### Assigned task:
When the word "derive" shows up in a line of the data below, copy that whole line.
:: Given data ::
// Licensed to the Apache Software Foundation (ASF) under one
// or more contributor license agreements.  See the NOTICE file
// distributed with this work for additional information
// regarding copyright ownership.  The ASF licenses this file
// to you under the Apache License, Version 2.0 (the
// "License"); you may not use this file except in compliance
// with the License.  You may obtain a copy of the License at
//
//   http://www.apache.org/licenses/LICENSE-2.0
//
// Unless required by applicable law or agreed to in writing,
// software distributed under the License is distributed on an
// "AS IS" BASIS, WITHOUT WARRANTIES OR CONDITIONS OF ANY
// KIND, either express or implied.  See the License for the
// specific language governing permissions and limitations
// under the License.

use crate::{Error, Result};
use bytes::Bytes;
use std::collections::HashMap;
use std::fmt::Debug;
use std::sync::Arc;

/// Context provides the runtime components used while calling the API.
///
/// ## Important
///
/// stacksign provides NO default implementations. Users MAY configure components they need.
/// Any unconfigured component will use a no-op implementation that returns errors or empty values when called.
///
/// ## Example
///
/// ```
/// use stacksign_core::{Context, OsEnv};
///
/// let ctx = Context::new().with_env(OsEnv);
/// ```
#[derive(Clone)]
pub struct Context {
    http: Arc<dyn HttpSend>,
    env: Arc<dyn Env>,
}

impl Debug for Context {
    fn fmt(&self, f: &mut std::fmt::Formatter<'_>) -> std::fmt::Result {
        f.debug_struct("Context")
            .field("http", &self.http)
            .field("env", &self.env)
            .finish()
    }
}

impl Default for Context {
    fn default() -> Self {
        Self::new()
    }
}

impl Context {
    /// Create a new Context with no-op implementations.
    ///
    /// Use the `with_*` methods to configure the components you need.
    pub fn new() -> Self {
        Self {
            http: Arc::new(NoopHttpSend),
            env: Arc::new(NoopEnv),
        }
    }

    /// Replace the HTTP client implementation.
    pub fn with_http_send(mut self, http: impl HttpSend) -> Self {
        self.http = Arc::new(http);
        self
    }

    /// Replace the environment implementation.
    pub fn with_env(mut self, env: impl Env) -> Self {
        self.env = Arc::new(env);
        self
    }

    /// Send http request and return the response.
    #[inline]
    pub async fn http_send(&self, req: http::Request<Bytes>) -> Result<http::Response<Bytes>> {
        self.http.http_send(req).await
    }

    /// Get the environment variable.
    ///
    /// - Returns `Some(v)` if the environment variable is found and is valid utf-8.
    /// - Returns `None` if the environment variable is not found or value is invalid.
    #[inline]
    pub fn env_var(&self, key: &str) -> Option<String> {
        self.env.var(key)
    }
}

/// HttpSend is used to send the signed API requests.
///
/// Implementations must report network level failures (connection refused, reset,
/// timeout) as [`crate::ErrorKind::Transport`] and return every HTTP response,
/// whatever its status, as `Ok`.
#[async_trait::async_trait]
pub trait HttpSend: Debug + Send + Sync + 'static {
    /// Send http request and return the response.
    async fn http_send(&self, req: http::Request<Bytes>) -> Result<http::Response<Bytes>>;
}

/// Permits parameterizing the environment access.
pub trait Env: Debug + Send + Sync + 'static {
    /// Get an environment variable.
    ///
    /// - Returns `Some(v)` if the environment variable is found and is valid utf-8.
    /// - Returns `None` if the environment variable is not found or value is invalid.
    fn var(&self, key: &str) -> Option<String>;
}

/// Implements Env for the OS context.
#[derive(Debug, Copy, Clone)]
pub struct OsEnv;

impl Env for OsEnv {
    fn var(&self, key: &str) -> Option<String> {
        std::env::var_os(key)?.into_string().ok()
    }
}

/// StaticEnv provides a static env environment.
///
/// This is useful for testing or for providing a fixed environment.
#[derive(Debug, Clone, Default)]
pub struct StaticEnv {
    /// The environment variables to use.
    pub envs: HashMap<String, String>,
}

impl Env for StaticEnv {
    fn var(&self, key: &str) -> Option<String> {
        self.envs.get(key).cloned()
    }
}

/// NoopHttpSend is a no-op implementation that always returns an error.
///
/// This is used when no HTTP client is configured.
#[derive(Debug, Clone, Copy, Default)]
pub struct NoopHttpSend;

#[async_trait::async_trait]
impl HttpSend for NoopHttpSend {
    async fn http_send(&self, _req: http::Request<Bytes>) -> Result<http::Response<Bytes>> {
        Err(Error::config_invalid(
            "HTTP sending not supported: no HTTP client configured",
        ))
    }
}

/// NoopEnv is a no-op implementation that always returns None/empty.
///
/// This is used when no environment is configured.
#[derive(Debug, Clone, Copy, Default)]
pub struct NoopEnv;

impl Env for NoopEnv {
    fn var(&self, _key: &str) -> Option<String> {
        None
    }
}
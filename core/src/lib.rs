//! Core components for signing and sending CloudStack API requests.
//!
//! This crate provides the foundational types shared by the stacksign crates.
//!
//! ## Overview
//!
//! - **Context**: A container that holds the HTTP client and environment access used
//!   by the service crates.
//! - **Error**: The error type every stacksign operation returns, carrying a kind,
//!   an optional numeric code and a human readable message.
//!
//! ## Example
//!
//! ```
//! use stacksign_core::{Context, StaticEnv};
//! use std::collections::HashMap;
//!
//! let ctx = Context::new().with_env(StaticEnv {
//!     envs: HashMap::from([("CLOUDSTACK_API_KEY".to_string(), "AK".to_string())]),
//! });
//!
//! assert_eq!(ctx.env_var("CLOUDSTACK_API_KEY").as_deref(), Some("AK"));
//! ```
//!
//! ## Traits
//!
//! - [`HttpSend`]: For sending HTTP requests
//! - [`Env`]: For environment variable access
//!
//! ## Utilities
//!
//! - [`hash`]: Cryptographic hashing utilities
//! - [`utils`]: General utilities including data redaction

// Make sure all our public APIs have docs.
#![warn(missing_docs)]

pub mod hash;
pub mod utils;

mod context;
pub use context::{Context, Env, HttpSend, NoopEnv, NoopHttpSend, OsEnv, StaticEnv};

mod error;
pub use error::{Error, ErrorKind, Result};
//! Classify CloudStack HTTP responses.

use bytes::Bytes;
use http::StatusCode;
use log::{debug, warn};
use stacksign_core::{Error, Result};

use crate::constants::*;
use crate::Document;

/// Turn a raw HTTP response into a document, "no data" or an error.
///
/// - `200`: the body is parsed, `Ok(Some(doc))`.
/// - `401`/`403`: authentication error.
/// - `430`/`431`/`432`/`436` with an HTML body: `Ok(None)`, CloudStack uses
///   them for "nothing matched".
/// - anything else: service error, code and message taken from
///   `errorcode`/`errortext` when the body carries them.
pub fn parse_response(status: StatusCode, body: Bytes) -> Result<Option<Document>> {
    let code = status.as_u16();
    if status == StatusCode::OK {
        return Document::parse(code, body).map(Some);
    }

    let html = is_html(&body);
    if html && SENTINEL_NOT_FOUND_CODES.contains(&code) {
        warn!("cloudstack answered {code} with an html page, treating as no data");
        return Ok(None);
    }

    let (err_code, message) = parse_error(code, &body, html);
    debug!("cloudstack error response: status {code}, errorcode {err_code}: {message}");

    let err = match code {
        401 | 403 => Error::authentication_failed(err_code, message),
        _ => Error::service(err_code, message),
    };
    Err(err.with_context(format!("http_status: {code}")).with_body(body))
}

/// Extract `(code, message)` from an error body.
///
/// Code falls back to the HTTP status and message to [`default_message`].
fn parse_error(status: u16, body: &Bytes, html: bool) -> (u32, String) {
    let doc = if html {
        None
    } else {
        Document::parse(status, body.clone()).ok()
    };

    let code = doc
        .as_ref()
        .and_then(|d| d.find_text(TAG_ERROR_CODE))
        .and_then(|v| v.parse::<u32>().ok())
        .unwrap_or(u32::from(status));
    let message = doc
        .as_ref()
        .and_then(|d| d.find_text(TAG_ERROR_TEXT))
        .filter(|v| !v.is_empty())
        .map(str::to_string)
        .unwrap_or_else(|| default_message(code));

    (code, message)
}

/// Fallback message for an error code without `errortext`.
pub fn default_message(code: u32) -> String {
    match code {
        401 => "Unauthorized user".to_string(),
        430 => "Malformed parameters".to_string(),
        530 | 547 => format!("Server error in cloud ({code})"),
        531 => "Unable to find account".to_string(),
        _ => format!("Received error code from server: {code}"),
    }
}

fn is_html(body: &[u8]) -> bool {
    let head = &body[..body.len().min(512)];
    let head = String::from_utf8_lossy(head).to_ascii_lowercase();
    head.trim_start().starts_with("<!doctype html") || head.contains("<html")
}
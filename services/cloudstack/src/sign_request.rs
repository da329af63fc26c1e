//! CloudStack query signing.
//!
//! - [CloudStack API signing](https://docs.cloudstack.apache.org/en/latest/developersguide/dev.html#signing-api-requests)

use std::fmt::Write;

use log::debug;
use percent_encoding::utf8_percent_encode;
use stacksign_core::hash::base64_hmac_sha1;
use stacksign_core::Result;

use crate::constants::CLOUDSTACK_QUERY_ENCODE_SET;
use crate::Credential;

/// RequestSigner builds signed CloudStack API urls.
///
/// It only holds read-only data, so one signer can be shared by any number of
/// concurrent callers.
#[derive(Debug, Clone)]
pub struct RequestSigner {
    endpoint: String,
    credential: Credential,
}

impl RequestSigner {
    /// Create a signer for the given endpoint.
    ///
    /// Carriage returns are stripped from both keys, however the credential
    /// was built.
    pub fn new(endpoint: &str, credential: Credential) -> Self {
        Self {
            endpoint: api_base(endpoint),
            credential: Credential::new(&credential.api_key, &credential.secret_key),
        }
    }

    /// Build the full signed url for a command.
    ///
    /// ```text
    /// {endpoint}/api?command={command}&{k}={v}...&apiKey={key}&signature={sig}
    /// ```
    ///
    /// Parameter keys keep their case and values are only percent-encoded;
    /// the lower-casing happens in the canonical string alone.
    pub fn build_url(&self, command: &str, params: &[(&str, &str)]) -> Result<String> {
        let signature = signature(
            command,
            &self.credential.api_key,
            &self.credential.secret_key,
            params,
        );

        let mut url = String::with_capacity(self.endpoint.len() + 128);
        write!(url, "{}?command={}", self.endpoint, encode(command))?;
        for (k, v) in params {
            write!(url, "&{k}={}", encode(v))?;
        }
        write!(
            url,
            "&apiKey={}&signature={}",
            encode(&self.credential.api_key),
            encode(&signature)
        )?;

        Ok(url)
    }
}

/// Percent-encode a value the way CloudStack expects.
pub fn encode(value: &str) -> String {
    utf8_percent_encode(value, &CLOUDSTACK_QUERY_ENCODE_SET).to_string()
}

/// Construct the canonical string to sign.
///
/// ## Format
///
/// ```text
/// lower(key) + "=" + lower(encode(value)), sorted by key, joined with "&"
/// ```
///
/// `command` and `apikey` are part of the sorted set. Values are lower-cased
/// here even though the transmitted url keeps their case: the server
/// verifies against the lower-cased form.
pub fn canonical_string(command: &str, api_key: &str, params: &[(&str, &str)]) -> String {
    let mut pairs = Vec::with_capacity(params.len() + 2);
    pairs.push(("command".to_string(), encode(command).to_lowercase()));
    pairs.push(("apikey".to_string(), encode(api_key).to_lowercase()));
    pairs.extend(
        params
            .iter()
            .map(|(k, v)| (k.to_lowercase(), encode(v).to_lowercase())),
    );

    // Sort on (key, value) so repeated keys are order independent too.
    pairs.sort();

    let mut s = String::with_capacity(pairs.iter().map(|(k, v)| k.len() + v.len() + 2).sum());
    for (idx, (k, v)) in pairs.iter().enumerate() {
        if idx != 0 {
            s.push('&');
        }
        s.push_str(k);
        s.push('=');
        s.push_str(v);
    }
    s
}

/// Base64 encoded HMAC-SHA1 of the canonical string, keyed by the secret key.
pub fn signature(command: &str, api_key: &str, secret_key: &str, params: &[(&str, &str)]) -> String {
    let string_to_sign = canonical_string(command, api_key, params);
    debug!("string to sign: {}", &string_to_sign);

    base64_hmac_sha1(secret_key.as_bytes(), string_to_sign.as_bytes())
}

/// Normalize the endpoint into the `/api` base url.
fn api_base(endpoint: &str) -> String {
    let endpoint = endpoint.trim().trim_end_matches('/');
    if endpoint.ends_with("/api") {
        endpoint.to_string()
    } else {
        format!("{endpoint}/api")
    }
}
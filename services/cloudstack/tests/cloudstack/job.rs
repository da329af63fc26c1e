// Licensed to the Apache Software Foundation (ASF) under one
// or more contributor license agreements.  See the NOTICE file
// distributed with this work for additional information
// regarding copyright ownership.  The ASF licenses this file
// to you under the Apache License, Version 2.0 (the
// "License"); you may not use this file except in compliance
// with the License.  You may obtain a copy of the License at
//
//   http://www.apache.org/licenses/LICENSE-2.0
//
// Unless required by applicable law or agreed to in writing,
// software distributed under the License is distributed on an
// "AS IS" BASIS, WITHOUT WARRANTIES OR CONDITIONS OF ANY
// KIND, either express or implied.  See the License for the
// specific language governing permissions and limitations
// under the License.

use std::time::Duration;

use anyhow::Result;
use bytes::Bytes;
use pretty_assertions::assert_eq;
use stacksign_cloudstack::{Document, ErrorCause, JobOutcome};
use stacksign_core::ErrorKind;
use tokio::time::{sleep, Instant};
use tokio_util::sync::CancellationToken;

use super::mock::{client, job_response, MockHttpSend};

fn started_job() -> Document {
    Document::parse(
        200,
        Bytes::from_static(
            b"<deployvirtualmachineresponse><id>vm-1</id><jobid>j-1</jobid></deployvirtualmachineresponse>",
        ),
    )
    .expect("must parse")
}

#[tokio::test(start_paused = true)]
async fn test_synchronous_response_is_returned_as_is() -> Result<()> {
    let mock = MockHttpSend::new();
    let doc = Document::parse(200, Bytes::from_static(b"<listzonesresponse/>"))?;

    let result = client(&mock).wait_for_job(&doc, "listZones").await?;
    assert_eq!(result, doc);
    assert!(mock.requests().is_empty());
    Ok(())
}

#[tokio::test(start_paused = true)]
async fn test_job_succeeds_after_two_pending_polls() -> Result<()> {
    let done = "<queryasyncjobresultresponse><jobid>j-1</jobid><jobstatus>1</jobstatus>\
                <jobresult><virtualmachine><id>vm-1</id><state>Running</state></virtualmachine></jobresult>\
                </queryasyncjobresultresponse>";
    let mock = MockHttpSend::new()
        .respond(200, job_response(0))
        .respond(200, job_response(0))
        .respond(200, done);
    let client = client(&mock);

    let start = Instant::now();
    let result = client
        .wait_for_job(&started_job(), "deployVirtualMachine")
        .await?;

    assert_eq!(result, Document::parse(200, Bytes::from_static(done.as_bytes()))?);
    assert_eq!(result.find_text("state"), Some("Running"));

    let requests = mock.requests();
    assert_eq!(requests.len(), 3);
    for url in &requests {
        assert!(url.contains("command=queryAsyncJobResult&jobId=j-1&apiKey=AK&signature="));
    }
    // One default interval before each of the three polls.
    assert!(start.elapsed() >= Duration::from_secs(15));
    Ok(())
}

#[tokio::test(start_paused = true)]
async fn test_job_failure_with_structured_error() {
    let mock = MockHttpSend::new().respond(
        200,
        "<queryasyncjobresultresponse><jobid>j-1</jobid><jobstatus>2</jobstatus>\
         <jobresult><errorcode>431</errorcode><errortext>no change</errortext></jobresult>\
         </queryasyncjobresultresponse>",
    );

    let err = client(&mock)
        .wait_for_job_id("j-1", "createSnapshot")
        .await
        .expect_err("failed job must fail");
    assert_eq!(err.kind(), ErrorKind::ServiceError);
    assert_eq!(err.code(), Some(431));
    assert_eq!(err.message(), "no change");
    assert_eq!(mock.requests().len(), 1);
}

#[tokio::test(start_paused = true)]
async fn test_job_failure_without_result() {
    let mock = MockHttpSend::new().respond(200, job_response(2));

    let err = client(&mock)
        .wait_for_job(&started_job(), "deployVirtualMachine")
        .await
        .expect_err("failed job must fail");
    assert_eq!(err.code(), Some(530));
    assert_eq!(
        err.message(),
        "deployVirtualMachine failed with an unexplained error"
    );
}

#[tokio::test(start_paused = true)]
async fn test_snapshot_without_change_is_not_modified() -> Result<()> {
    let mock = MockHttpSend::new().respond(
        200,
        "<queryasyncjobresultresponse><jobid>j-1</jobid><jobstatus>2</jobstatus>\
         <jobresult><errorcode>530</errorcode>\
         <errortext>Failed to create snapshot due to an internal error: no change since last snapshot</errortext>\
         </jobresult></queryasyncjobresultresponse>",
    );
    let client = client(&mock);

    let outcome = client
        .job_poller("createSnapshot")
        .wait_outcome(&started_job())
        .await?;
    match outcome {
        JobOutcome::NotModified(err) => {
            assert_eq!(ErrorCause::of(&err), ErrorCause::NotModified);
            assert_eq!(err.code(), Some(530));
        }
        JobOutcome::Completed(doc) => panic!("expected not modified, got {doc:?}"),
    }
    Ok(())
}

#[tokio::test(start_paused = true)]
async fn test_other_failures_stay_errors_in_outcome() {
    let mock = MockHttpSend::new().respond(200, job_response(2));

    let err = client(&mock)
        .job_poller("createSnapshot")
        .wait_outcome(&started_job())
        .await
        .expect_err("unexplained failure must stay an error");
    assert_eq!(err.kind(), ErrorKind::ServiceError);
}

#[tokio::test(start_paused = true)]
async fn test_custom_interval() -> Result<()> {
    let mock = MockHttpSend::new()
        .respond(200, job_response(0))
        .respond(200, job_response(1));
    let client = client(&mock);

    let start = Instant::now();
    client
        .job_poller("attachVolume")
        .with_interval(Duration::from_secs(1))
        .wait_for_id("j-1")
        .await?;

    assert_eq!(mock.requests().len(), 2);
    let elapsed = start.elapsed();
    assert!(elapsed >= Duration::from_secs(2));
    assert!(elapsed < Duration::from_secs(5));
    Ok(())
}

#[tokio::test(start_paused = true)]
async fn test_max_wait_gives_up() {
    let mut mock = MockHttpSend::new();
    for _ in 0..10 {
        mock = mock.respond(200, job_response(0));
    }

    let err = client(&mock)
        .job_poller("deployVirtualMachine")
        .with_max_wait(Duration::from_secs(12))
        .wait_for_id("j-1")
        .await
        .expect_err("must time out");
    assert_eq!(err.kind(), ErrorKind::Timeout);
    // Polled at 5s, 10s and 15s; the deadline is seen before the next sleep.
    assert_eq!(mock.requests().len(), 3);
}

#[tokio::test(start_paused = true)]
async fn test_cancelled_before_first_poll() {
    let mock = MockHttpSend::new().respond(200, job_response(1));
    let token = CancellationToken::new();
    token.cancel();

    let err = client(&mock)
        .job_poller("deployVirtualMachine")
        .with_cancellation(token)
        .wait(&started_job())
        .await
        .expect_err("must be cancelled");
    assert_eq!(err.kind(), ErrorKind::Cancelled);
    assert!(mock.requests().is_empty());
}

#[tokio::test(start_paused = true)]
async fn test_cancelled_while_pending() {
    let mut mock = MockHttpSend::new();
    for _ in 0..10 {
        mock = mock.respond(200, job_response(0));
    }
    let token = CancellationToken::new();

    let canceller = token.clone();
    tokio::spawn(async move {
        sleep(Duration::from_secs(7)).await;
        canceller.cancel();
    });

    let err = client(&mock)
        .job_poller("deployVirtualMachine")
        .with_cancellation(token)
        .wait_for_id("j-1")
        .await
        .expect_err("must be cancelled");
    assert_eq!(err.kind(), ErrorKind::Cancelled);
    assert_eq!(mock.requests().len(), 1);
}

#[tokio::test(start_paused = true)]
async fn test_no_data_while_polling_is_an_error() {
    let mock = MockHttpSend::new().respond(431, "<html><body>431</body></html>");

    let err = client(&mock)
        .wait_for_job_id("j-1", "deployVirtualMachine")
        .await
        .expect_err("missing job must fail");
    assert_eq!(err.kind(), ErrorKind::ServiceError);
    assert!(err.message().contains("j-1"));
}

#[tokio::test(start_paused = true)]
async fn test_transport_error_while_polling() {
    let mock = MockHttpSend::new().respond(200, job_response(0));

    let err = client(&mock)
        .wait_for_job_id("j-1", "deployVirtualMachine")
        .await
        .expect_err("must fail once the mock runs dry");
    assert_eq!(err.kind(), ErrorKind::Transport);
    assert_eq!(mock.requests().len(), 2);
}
:::
### Expected answer:
#[derive(Clone)]
#[derive(Debug, Copy, Clone)]
#[derive(Debug, Clone, Default)]
#[derive(Debug, Clone, Copy, Default)]
#[derive(Debug, Clone, Copy, Default)]
#[derive(Debug, Clone)]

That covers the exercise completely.